* TASK PROMPT
Search the entries below for the word "struct" and copy every line where it appears.

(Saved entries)
====

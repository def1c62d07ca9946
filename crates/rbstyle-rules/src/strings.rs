//! Rule to enforce one quoting style for string literals.
//!
//! # Rationale
//!
//! Mixing `'single'` and `"double"` quotes for plain literals adds noise to
//! diffs and reviews. The guide prefers double quotes, falling back to
//! single quotes only when the content itself contains a double quote.
//!
//! # Configuration
//!
//! - `preferred`: `"double"` (default) or `"single"`
//!
//! # Suppression
//!
//! - `# rbstyle: allow(strings)` comment

use rbstyle_core::{FileContext, Node, NodeKind, Rule, RuleError, Severity, Suggestion, Violation};

/// Rule code for strings.
pub const CODE: &str = "RB001";

/// Rule name for strings.
pub const NAME: &str = "strings";

/// Preferred quote character for plain string literals.
#[derive(Debug, Clone, Copy, PartialEq, Eq, Default)]
pub enum QuoteStyle {
    /// `"text"`
    #[default]
    Double,
    /// `'text'`
    Single,
}

impl QuoteStyle {
    /// Parses a config value (`"double"` or `"single"`).
    #[must_use]
    pub fn from_name(name: &str) -> Option<Self> {
        match name {
            "double" => Some(Self::Double),
            "single" => Some(Self::Single),
            _ => None,
        }
    }
}

/// Flags string literals that use the non-preferred quote style.
#[derive(Debug, Clone)]
pub struct StringQuotes {
    /// Quote style to enforce.
    pub preferred: QuoteStyle,
    /// Custom severity.
    pub severity: Severity,
}

impl Default for StringQuotes {
    fn default() -> Self {
        Self::new()
    }
}

impl StringQuotes {
    /// Creates a new rule with default settings.
    #[must_use]
    pub fn new() -> Self {
        Self {
            preferred: QuoteStyle::Double,
            severity: Severity::Warning,
        }
    }

    /// Sets the preferred quote style.
    #[must_use]
    pub fn preferred(mut self, preferred: QuoteStyle) -> Self {
        self.preferred = preferred;
        self
    }

    /// Sets the severity level.
    #[must_use]
    pub fn severity(mut self, severity: Severity) -> Self {
        self.severity = severity;
        self
    }

    fn violation(
        &self,
        node: Node<'_>,
        ctx: &FileContext<'_>,
        message: &str,
        fixed: String,
    ) -> Violation {
        Violation::new(CODE, NAME, self.severity, ctx.location_of(node), message)
            .with_suggestion(Suggestion::new(format!("Use {fixed}")))
    }
}

/// Content between the delimiters of a `'...'` or `"..."` literal.
fn inner(text: &str) -> Option<&str> {
    if text.len() < 2 {
        return None;
    }
    text.get(1..text.len() - 1)
}

/// True if double quotes would interpolate part of `content`
/// (`#{expr}`, `#@ivar`, `#@@cvar`, `#$gvar`).
fn has_interpolation_marker(content: &str) -> bool {
    ["#{", "#@", "#$"].iter().any(|m| content.contains(m))
}

impl Rule for StringQuotes {
    fn name(&self) -> &'static str {
        NAME
    }

    fn code(&self) -> &'static str {
        CODE
    }

    fn description(&self) -> &'static str {
        "Prefers double-quoted string literals unless the content contains a double quote"
    }

    fn default_severity(&self) -> Severity {
        self.severity
    }

    fn node_kinds(&self) -> &'static [NodeKind] {
        &[NodeKind::String]
    }

    fn check(&self, node: Node<'_>, ctx: &FileContext<'_>) -> Result<Vec<Violation>, RuleError> {
        let text = node.text();
        // Percent literals (%q, %Q, %()) pick their own delimiters.
        let Some(content) = inner(text) else {
            return Ok(Vec::new());
        };

        let violation = match (self.preferred, text.as_bytes()[0]) {
            (QuoteStyle::Double, b'\'') => {
                // Escapes and interpolation markers change meaning inside double quotes.
                if content.contains('"')
                    || content.contains('\\')
                    || has_interpolation_marker(content)
                {
                    return Ok(Vec::new());
                }
                self.violation(
                    node,
                    ctx,
                    "Prefer double-quoted strings unless the literal contains a double quote",
                    format!("\"{content}\""),
                )
            }
            (QuoteStyle::Single, b'"') => {
                let dynamic = node.children().any(|c| {
                    matches!(c.grammar_kind(), "interpolation" | "escape_sequence")
                });
                if dynamic
                    || content.contains('\'')
                    || content.contains('\\')
                    || has_interpolation_marker(content)
                {
                    return Ok(Vec::new());
                }
                self.violation(
                    node,
                    ctx,
                    "Prefer single-quoted strings when no interpolation or escapes are needed",
                    format!("'{content}'"),
                )
            }
            _ => return Ok(Vec::new()),
        };

        Ok(vec![violation])
    }
}
use axum::{
    http::{header, HeaderValue, StatusCode},
    response::{IntoResponse, Response},
    Json,
};
use serde::{Deserialize, Serialize};
use serde_json::Value;
use std::fmt;
use std::str::FromStr;
use utoipa::ToSchema;

use super::catalogue::ErrorDescriptor;
use super::codes::ErrorCode;
use crate::hal::{HalDocument, HAL_JSON};

/// Flat Matrix error body
#[derive(Debug, Clone, PartialEq, Serialize, Deserialize, ToSchema)]
pub struct ErrorBody {
    /// Error code for programmatic handling
    pub errcode: ErrorCode,
    /// Human-readable error message
    pub error: String,
    /// Additional context (optional)
    #[serde(default, skip_serializing_if = "Option::is_none")]
    pub extra: Option<Value>,
}

impl From<&ErrorDescriptor> for ErrorBody {
    fn from(descriptor: &ErrorDescriptor) -> Self {
        Self {
            errcode: descriptor.code,
            error: descriptor.message.to_string(),
            extra: descriptor.extra.clone(),
        }
    }
}

/// Which shape error bodies are written in
#[derive(Debug, Clone, Copy, Default, PartialEq, Eq)]
pub enum ErrorFormat {
    /// `{"errcode", "error", "extra"?}`
    #[default]
    Flat,
    /// HAL document with a `self` link to the error's page
    Hal,
}

impl FromStr for ErrorFormat {
    type Err = String;

    fn from_str(s: &str) -> Result<Self, Self::Err> {
        match s.trim().to_ascii_lowercase().as_str() {
            "flat" | "json" => Ok(Self::Flat),
            "hal" => Ok(Self::Hal),
            other => Err(format!("unknown error format '{}' (expected flat or hal)", other)),
        }
    }
}

impl fmt::Display for ErrorFormat {
    fn fmt(&self, f: &mut fmt::Formatter<'_>) -> fmt::Result {
        match self {
            Self::Flat => write!(f, "flat"),
            Self::Hal => write!(f, "hal"),
        }
    }
}

/// Flat rendering of a descriptor
pub fn render_flat(descriptor: &ErrorDescriptor) -> ErrorBody {
    ErrorBody::from(descriptor)
}

/// HAL rendering of a descriptor
pub fn render_hal(descriptor: &ErrorDescriptor) -> HalDocument {
    let code = descriptor.code.as_str();
    let doc = HalDocument::new(descriptor.href(), Some(code.to_string()))
        .property("errcode", code)
        .property("error", descriptor.message);

    match &descriptor.extra {
        Some(extra) => doc.property("extra", extra.clone()),
        None => doc,
    }
}

/// Write `descriptor` as a response with `status`, in the given shape
pub fn render_response(
    format: ErrorFormat,
    status: StatusCode,
    descriptor: &ErrorDescriptor,
) -> Response {
    match format {
        ErrorFormat::Flat => (status, Json(render_flat(descriptor))).into_response(),
        ErrorFormat::Hal => {
            let mut response = (status, Json(render_hal(descriptor))).into_response();
            response
                .headers_mut()
                .insert(header::CONTENT_TYPE, HeaderValue::from_static(HAL_JSON));
            response
        }
    }
}

/// Attached to error responses so the error hook can re-render them
#[derive(Debug, Clone)]
pub struct ErrorReport {
    pub descriptor: ErrorDescriptor,
    /// Internal cause, logged but never sent to clients
    pub cause: Option<String>,
}

#[cfg(test)]
mod tests {
    use super::*;
    use crate::errors::catalogue::lookup;
    use serde_json::json;

    #[test]
    fn test_flat_round_trip_has_no_extra() {
        let json = serde_json::to_value(render_flat(lookup(404))).unwrap();
        assert_eq!(json, json!({"errcode": "M_NOT_FOUND", "error": "Not Found"}));

        let body: ErrorBody = serde_json::from_value(json).unwrap();
        assert_eq!(body.errcode, ErrorCode::NotFound);
        assert_eq!(body.error, "Not Found");
        assert!(body.extra.is_none());
    }

    #[test]
    fn test_flat_with_extra() {
        let descriptor = lookup(400).with_extra(json!({"field": "username"}));
        let json = serde_json::to_value(render_flat(&descriptor)).unwrap();
        assert_eq!(json["errcode"], "M_BAD_REQUEST");
        assert_eq!(json["extra"]["field"], "username");
    }

    #[test]
    fn test_hal_self_link() {
        let doc = render_hal(lookup(404));
        let link = doc.self_link().unwrap();
        assert_eq!(link.href, "/_matrix/errors/m_not_found");
        assert_eq!(link.title.as_deref(), Some("M_NOT_FOUND"));

        let json = serde_json::to_value(&doc).unwrap();
        assert_eq!(json["errcode"], "M_NOT_FOUND");
        assert_eq!(json["error"], "Not Found");
        assert!(json.get("extra").is_none());
    }

    #[test]
    fn test_error_format_parse() {
        assert_eq!("flat".parse::<ErrorFormat>(), Ok(ErrorFormat::Flat));
        assert_eq!(" HAL ".parse::<ErrorFormat>(), Ok(ErrorFormat::Hal));
        assert!("xml".parse::<ErrorFormat>().is_err());
    }

    #[test]
    fn test_render_response_status_and_content_type() {
        let response = render_response(ErrorFormat::Hal, StatusCode::GONE, lookup(410));
        assert_eq!(response.status(), StatusCode::GONE);
        assert_eq!(response.headers()[header::CONTENT_TYPE], HAL_JSON);

        let response = render_response(ErrorFormat::Flat, StatusCode::GONE, lookup(410));
        assert_eq!(response.headers()[header::CONTENT_TYPE], "application/json");
    }
}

====

* OUTPUT OF THE EXERCISE
pub struct StringQuotes {
pub struct ErrorBody {
pub struct ErrorReport {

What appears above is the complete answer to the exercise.